§ **EXERCISE**: Which lines hold the string "movement"? Copy each of them from the material below.
Start of TASK INPUTS
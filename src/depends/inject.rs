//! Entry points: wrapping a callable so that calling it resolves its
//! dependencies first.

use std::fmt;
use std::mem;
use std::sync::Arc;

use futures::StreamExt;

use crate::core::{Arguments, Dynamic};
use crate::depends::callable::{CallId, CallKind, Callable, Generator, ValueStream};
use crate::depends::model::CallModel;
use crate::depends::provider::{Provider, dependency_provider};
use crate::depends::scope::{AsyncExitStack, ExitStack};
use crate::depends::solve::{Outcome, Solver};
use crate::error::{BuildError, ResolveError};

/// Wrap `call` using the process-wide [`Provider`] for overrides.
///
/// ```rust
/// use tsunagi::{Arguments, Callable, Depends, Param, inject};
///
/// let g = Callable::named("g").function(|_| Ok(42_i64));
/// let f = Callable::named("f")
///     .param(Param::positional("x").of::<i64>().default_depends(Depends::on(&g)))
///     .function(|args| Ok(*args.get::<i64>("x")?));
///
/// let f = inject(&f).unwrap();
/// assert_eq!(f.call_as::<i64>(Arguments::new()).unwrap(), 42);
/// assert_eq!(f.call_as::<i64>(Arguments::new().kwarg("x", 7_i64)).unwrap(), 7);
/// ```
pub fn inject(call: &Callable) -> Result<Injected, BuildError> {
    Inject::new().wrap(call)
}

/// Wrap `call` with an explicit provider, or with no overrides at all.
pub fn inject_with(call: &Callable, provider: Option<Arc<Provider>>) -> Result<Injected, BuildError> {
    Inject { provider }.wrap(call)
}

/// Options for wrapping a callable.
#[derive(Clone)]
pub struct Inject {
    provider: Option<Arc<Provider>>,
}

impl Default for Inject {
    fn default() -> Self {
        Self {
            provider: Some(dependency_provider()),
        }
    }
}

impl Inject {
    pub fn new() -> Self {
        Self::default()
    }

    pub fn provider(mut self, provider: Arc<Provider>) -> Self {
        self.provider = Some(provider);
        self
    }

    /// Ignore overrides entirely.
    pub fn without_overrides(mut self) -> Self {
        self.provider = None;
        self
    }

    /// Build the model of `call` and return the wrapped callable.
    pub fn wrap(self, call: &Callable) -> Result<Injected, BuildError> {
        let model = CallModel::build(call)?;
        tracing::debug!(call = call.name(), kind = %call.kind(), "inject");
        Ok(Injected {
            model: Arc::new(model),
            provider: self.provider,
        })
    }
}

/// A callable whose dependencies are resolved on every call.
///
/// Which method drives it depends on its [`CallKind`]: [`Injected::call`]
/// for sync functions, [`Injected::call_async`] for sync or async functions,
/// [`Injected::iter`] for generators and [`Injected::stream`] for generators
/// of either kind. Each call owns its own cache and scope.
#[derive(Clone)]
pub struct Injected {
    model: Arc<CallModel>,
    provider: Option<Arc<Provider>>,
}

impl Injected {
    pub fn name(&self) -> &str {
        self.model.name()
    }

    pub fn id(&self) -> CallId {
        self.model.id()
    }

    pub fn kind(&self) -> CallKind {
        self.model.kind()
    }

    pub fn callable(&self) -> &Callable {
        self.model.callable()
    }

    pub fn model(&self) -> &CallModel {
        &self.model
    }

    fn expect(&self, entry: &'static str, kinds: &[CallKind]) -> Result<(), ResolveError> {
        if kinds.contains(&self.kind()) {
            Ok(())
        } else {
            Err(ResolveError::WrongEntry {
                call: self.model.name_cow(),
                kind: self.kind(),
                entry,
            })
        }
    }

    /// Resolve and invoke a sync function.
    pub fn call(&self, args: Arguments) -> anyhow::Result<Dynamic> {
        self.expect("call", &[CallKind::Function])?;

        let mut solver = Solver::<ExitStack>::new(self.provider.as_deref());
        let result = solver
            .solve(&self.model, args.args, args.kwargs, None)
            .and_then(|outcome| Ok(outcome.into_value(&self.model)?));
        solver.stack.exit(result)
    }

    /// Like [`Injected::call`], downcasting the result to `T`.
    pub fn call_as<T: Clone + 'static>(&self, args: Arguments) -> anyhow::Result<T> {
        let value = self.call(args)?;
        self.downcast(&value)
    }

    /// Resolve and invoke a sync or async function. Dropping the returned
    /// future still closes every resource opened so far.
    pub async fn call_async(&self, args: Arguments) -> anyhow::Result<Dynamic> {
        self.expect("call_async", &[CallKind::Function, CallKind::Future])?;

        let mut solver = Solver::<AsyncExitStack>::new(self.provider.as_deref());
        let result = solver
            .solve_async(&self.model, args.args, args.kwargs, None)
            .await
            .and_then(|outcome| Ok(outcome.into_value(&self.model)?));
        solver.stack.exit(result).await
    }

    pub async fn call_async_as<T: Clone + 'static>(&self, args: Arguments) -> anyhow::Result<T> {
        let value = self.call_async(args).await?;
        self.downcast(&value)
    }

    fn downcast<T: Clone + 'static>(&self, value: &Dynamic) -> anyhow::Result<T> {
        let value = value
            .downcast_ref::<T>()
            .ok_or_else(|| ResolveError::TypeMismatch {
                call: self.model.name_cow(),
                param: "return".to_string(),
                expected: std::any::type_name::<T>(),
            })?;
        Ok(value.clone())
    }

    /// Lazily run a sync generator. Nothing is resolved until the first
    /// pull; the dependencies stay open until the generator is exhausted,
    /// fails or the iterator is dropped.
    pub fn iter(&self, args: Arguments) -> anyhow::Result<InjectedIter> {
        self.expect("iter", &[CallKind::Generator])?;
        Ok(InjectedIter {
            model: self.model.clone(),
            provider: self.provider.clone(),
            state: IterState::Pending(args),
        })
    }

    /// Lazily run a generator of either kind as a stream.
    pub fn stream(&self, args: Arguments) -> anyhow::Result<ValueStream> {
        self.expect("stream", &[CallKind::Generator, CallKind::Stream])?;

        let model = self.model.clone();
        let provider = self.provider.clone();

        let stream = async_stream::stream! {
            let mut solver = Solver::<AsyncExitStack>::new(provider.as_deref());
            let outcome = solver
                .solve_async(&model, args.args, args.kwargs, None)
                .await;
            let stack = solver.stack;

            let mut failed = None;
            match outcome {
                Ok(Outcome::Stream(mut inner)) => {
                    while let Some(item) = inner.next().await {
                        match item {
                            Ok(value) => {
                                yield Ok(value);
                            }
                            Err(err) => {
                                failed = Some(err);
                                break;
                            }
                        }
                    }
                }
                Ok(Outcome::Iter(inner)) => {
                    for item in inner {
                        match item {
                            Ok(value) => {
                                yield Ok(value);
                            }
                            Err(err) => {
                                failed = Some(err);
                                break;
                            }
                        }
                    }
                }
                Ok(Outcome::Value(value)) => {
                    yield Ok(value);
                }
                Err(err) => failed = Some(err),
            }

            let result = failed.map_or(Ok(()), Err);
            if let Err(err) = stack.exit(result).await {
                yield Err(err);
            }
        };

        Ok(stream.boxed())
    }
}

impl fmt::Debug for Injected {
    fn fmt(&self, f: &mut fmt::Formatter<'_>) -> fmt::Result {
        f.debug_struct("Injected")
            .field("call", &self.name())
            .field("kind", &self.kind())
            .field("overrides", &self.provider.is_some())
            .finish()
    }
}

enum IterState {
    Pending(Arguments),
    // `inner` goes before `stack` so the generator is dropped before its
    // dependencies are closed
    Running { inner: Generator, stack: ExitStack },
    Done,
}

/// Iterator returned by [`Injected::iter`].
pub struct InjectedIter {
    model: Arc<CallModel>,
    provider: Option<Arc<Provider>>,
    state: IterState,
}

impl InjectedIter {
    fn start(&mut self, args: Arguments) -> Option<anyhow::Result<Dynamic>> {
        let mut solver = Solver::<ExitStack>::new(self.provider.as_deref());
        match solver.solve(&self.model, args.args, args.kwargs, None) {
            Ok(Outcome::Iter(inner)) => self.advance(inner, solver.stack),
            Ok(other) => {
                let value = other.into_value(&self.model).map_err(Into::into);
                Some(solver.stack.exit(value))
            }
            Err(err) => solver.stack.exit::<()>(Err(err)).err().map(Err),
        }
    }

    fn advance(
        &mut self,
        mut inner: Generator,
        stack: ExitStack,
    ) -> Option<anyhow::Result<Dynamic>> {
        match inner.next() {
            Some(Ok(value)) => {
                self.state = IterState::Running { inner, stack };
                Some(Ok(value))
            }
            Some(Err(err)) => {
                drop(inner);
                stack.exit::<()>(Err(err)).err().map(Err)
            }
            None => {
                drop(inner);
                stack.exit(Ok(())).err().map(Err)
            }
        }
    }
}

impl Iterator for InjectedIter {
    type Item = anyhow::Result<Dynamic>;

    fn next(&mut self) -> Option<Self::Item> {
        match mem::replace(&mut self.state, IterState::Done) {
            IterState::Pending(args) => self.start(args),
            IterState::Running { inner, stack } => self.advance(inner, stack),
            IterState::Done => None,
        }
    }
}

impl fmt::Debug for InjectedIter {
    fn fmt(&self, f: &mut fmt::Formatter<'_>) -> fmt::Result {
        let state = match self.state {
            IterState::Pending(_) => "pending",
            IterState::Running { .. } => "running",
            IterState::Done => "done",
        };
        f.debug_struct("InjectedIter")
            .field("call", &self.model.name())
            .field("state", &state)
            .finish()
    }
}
End of TASK INPUTS
Start of TASK INPUTS
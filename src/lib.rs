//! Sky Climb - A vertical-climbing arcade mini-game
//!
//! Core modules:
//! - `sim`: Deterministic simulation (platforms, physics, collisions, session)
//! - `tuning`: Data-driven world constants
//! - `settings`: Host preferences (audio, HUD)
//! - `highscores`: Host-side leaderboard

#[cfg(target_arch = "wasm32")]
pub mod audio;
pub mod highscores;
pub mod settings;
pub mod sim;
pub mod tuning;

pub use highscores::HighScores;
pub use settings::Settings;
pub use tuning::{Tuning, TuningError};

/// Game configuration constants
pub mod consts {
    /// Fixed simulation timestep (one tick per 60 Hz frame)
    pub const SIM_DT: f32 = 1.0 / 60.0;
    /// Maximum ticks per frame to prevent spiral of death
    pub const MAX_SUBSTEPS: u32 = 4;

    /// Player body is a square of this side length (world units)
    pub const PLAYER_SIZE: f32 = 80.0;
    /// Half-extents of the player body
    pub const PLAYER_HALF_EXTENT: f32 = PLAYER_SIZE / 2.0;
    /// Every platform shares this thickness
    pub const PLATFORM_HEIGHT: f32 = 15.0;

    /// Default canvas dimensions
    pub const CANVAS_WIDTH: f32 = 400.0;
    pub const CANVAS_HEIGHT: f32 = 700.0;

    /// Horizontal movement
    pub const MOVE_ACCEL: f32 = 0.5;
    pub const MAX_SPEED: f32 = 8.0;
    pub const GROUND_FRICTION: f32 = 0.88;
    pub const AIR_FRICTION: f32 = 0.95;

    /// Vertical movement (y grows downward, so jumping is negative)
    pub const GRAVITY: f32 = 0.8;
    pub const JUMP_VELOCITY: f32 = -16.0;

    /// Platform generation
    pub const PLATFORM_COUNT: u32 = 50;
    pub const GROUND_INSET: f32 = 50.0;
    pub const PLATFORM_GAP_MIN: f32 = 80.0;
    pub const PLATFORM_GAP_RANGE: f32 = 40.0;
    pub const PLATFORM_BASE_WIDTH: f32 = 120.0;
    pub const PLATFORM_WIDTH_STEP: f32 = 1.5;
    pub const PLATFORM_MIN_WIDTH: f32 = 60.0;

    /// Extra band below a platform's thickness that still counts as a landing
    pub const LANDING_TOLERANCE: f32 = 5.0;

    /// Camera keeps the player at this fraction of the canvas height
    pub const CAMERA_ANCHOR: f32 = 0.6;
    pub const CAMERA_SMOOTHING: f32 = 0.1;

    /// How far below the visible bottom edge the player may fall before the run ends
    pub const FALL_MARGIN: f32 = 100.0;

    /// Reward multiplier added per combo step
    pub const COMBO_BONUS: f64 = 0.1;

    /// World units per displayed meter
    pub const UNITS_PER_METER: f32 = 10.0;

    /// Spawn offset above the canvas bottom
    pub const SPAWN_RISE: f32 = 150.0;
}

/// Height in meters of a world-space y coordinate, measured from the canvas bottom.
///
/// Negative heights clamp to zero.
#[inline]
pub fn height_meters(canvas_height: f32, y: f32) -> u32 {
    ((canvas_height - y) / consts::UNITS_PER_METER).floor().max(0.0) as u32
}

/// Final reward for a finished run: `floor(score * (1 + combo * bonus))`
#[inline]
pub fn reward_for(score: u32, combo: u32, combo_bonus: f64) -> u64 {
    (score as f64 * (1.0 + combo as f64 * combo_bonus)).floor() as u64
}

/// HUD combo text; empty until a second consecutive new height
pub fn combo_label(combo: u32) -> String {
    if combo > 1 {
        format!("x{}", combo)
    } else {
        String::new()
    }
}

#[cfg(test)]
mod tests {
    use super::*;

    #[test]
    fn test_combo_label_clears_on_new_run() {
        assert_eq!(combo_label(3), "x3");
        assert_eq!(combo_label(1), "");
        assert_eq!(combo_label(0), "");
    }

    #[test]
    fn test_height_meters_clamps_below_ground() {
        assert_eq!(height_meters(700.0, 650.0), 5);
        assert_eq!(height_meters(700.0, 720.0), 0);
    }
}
End of TASK INPUTS
Start of TASK INPUTS
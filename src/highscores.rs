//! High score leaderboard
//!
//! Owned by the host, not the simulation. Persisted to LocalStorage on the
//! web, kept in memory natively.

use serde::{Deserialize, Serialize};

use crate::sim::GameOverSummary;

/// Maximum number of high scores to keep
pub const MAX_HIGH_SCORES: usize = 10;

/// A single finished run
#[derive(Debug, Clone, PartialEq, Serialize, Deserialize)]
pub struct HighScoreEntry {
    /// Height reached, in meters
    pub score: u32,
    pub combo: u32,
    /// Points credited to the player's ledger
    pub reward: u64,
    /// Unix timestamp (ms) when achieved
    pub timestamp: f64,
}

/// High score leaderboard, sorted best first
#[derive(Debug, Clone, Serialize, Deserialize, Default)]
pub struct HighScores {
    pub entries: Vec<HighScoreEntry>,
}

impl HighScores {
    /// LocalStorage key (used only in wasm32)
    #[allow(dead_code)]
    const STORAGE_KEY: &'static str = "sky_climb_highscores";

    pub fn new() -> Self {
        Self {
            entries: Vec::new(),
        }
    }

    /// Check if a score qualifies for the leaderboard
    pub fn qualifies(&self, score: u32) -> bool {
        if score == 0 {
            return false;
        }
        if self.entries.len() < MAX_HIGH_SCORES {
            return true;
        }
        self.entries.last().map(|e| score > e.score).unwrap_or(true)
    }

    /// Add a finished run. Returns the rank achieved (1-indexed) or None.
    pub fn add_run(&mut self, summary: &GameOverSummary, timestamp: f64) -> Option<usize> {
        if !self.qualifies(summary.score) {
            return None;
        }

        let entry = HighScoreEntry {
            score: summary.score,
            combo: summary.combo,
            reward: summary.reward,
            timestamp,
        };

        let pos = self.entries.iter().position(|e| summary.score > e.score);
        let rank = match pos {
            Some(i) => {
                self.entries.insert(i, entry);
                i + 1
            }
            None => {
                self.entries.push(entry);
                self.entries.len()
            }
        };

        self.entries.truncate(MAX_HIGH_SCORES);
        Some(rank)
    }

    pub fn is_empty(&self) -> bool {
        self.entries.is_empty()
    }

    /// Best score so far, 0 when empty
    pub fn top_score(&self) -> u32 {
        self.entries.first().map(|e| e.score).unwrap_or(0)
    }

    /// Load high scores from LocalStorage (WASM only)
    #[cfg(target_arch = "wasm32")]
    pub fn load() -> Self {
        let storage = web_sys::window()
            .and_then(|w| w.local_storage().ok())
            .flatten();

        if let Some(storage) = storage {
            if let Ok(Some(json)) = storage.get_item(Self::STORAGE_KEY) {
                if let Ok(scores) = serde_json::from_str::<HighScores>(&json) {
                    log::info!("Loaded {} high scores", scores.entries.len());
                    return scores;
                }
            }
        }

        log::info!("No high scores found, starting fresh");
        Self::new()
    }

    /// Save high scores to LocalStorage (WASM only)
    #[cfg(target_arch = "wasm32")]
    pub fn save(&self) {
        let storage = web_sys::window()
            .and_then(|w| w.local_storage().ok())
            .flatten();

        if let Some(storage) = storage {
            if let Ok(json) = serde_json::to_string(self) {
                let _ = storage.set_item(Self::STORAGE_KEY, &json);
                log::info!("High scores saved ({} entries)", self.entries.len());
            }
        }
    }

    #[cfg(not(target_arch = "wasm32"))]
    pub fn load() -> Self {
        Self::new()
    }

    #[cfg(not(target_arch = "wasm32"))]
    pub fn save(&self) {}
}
End of TASK INPUTS
§ **SOLUTION TO THIS PROBLEM**:
    /// Horizontal movement
    /// Vertical movement (y grows downward, so jumping is negative)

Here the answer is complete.